Required action
Your answer must hold only the lines below from the line containing "raw record implementations" through the line containing "pub mod sync;", each reproduced exactly.

** Excerpted records follows **

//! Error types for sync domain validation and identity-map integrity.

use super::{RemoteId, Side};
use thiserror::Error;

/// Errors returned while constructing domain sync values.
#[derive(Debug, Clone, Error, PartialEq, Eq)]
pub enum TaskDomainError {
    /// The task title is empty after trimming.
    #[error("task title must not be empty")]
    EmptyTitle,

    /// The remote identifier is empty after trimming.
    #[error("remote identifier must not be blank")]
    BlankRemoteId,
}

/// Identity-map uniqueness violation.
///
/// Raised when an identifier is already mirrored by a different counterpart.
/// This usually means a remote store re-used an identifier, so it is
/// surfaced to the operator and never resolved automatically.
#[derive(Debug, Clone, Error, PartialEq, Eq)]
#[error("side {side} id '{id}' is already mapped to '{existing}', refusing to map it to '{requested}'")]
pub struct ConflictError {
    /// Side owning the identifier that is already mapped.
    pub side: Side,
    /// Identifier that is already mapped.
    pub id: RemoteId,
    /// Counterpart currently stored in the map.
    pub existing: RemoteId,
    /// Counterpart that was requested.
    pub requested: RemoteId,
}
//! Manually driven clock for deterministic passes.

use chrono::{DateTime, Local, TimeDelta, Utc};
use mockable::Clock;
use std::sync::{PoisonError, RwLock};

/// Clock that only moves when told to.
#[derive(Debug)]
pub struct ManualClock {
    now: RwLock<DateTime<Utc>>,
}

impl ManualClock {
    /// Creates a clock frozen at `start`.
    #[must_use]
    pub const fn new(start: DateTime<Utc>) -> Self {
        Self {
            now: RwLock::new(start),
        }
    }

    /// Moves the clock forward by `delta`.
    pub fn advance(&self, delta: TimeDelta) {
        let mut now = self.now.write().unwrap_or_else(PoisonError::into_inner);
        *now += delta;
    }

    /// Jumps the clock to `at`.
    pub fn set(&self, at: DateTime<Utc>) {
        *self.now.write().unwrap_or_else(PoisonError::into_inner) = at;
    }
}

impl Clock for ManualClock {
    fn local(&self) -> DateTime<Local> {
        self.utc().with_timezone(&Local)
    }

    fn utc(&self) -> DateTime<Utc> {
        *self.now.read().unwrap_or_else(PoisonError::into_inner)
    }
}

** End of Excerpted records **
** Excerpted records follows **

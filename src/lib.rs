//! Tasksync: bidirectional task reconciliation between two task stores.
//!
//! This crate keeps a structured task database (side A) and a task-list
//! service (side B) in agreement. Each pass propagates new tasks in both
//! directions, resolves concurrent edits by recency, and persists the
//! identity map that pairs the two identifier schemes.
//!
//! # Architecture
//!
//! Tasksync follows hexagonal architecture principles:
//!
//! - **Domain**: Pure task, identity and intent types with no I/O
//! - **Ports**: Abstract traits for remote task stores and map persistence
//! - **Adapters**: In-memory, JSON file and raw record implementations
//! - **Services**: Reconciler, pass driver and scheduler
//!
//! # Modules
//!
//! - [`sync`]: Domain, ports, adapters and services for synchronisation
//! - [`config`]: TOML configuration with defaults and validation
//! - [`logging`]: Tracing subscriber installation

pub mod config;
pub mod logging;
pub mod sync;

** End of Excerpted records **

Response to this exercise
//! - **Adapters**: In-memory, JSON file and raw record implementations
//! - **Services**: Reconciler, pass driver and scheduler
//!
//! # Modules
//!
//! - [`sync`]: Domain, ports, adapters and services for synchronisation
//! - [`config`]: TOML configuration with defaults and validation
//! - [`logging`]: Tracing subscriber installation

pub mod config;
pub mod logging;
pub mod sync;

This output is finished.